Live Crime Tracker
Problem
Changes in the reporting of national crime statistics have reduced the amount of timely data available to researchers, policymakers, and the public.
In 2021, the FBI changed the way national crime statistics are reported, reducing the amount of data available to the public and policymakers. Prior to January 2021, the 18,600 local law enforcement agencies (LEAs) in the U.S. reported summary data to the FBI detailing the total number of serious crimes each month. After January 2021, the FBI required that LEAs report data for each reported crime rather than aggregate totals. As of January 2023, the response rate for LEAs has declined from 95 percent to about 67 percent. The consequence of this change is that national crime statistics are no longer a census but an estimate.
The lack of public and researcher access to real-time crime statistics represents a critical gap in the U.S. data infrastructure. When data are limited, policymakers and the public often base decisions on emotion and ideology. In the case of crime policy, this substitution results in solutions to crime that are less efficient, less effective, and less responsive.
Filling the data void would serve strategic and logistic purposes in facilitating better communication to policymakers and the public, and developing a resource for city leaders, policymakers, and stakeholders.
Solution
NORC developed a daily crime tracker that integrates data from more than 50 of the nation’s largest cities.
To meet the pressing need for timely, comparable crime data, NORC developed Live Crime Tracker, a data dashboard that gathers the crime statistics reported by more than 50 of the nation’s largest cities. Our work on Live Crime Tracker included:
- Discovery. Among the 200 largest U.S. cities, we identified more than 50 that regularly report daily crime data.
- Data Scraping. Python code scrapes data for more than 50 cities, including a process flow for automated daily updates.
- Data Normalization & Harmonization. Included within the daily automated pipeline, data is normalized, harmonized, and ingested into the dashboard.

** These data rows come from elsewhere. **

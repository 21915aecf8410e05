use anyhow::Result;
use clap::Parser;

fn main() -> Result<()> {
    let cli = hyve_xp_cli::Cli::parse();
    hyve_xp_cli::init_tracing(cli.verbose());
    hyve_xp_cli::run_cli(cli)
}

- Dashboard Design & Development. An R Shiny application utilizes up-to-date data, applies user experience best practices, and incorporates principles of effective data visualization design. The dashboard has been tested for web security and user accessibility.
Result
Users can visualize and analyze daily, monthly, and yearly trends across eight property and violent crime categories.
Live Crime Tracker provides daily updates on eight property and violent crime categories in more than 50 large U.S. cities. The site lets users visualize and analyze daily, monthly, and yearly crime trends and compare crime and victimization across cities.
Live Crime Tracker compiles data shared by local governments, and some of those data are incomplete. We have intentionally exposed those gaps in data, because encouraging more depth and consistency of data is one of our goals. Timely, accurate, and reliable data-sharing is a cornerstone of fair and effective policymaking. Find your city’s data source on the Methodology page of the tracker.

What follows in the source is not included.